For his bachelor’s thesis, entitled The Self-Sustaining City, he designed a mixed-use high-rise in the Lincoln Yards development in Chicago, Illinois. The thesis “explored the design of self-sufficient eco-blocks as an approach for cities to reduce the energy and resource footprint with the urban landscape.”

“Future is in Adaptable Designs”

“As our future depends on the existence of this planet, we designers and architects must strive to make our designs more adaptable and caring towards our planet, the people, and its economy,” says Roberto. “I firmly believe that the future of my field is in producing more mixed-use options, especially in an urban environment.”

He believes the program gave him “a greater knowledge and appreciation of how our world works and how there seems to be a balance that we must seek in terms of a sustainable future.”

Roberto particularly appreciated courses in ecological systems, material resources and waste, food systems, and energy resources.

Sustainability Courses Run for Five Weeks

Unlike many courses, graduate certificate courses in sustainability run for five weeks and provide one credit per course.

“Although the classes were only one credit, the work load was close to a normal three-credit elective course one would take on campus,” says Roberto, who finished the certificate in just three semesters.

“These courses have helped open my eyes to precedents in each field, their progression towards reducing waste and becoming more renewable to benefit the natural systems of this planet,” he says.
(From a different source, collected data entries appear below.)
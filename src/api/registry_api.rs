// ==========================================
// 纺织工厂管理系统 - 基础档案 API
// ==========================================
// 职责: 员工 / 股东 / 客户三类基础档案的维护
// 说明: 员工在职状态直接影响共同费用分摊口径（工资合计）
// ==========================================

use std::sync::Arc;

use crate::api::error::{ApiError, ApiResult};
use crate::domain::personnel::{Client, Employee, Shareholder};
use crate::domain::types::EmployeeStatus;
use crate::repository::{ClientRepository, EmployeeRepository, ShareholderRepository};
use chrono::NaiveDate;

// ==========================================
// RegistryApi - 基础档案 API
// ==========================================
pub struct RegistryApi {
    /// 员工仓储
    employee_repo: Arc<EmployeeRepository>,
    /// 股东仓储
    shareholder_repo: Arc<ShareholderRepository>,
    /// 客户仓储
    client_repo: Arc<ClientRepository>,
}

impl RegistryApi {
    /// 创建新的 RegistryApi 实例
    pub fn new(
        employee_repo: Arc<EmployeeRepository>,
        shareholder_repo: Arc<ShareholderRepository>,
        client_repo: Arc<ClientRepository>,
    ) -> Self {
        Self {
            employee_repo,
            shareholder_repo,
            client_repo,
        }
    }

    // ==========================================
    // 员工
    // ==========================================

    /// 新增员工（默认在职）
    pub fn create_employee(
        &self,
        name: &str,
        monthly_salary: f64,
        hire_date: Option<NaiveDate>,
    ) -> ApiResult<Employee> {
        if name.trim().is_empty() {
            return Err(ApiError::InvalidInput("员工姓名不能为空".to_string()));
        }
        if monthly_salary < 0.0 {
            return Err(ApiError::InvalidInput(format!(
                "月工资不能为负: {}",
                monthly_salary
            )));
        }

        let employee = Employee::new(name.trim().to_string(), monthly_salary, hire_date);
        self.employee_repo.insert(&employee)?;
        Ok(employee)
    }

    /// 更新员工（姓名/工资/入职日期/在职状态）
    pub fn update_employee(
        &self,
        id: &str,
        name: &str,
        monthly_salary: f64,
        hire_date: Option<NaiveDate>,
        status: EmployeeStatus,
    ) -> ApiResult<()> {
        if name.trim().is_empty() {
            return Err(ApiError::InvalidInput("员工姓名不能为空".to_string()));
        }
        if monthly_salary < 0.0 {
            return Err(ApiError::InvalidInput(format!(
                "月工资不能为负: {}",
                monthly_salary
            )));
        }

        let mut employee = self.employee_repo.get(id)?;
        employee.name = name.trim().to_string();
        employee.monthly_salary = monthly_salary;
        employee.hire_date = hire_date;
        employee.status = status;
        self.employee_repo.update(&employee)?;
        Ok(())
    }

    /// 查询全部员工
    pub fn list_employees(&self, include_deleted: bool) -> ApiResult<Vec<Employee>> {
        Ok(self.employee_repo.list(include_deleted)?)
    }

    /// 软删除员工（其工资即刻退出分摊口径）
    pub fn delete_employee(&self, id: &str, operator: &str) -> ApiResult<()> {
        self.employee_repo.soft_delete(id, operator)?;
        Ok(())
    }

    /// 恢复已软删除的员工
    pub fn restore_employee(&self, id: &str) -> ApiResult<()> {
        self.employee_repo.restore(id)?;
        Ok(())
    }

    // ==========================================
    // 股东
    // ==========================================

    /// 新增股东
    pub fn create_shareholder(
        &self,
        name: &str,
        phone: Option<String>,
        opening_balance: f64,
    ) -> ApiResult<Shareholder> {
        if name.trim().is_empty() {
            return Err(ApiError::InvalidInput("股东名称不能为空".to_string()));
        }

        let shareholder =
            Shareholder::new(name.trim().to_string(), phone, opening_balance);
        self.shareholder_repo.insert(&shareholder)?;
        Ok(shareholder)
    }

    /// 查询全部股东
    pub fn list_shareholders(&self, include_deleted: bool) -> ApiResult<Vec<Shareholder>> {
        Ok(self.shareholder_repo.list(include_deleted)?)
    }

    /// 软删除股东
    pub fn delete_shareholder(&self, id: &str, operator: &str) -> ApiResult<()> {
        self.shareholder_repo.soft_delete(id, operator)?;
        Ok(())
    }

    /// 恢复已软删除的股东
    pub fn restore_shareholder(&self, id: &str) -> ApiResult<()> {
        self.shareholder_repo.restore(id)?;
        Ok(())
    }

    // ==========================================
    // 客户
    // ==========================================

    /// 新增客户
    pub fn create_client(&self, name: &str, phone: Option<String>) -> ApiResult<Client> {
        if name.trim().is_empty() {
            return Err(ApiError::InvalidInput("客户名称不能为空".to_string()));
        }

        let client = Client::new(name.trim().to_string(), phone);
        self.client_repo.insert(&client)?;
        Ok(client)
    }

    /// 查询全部客户
    pub fn list_clients(&self, include_deleted: bool) -> ApiResult<Vec<Client>> {
        Ok(self.client_repo.list(include_deleted)?)
    }

    /// 软删除客户
    pub fn delete_client(&self, id: &str, operator: &str) -> ApiResult<()> {
        self.client_repo.soft_delete(id, operator)?;
        Ok(())
    }

    /// 恢复已软删除的客户
    pub fn restore_client(&self, id: &str) -> ApiResult<()> {
        self.client_repo.restore(id)?;
        Ok(())
    }
}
Roberto admits to being a dreamer.

He Imagines the Impossible

“My imagination always loves to wander, to imagine the ‘impossible.’ I look up to many famous designers/architects across the globe and hope that one day, I can be amongst the list of great designers in this world,” he says.

Not that he’s seeking a lifestyle of power and riches.

“I wouldn’t be where I am today without my faith in God, my mentors, and my family and friends,” he says. “I hope that one day, I can look back and say that a program like this is what started it all and how it has not only made an impact on my own life, but the life of others as well as the planet.”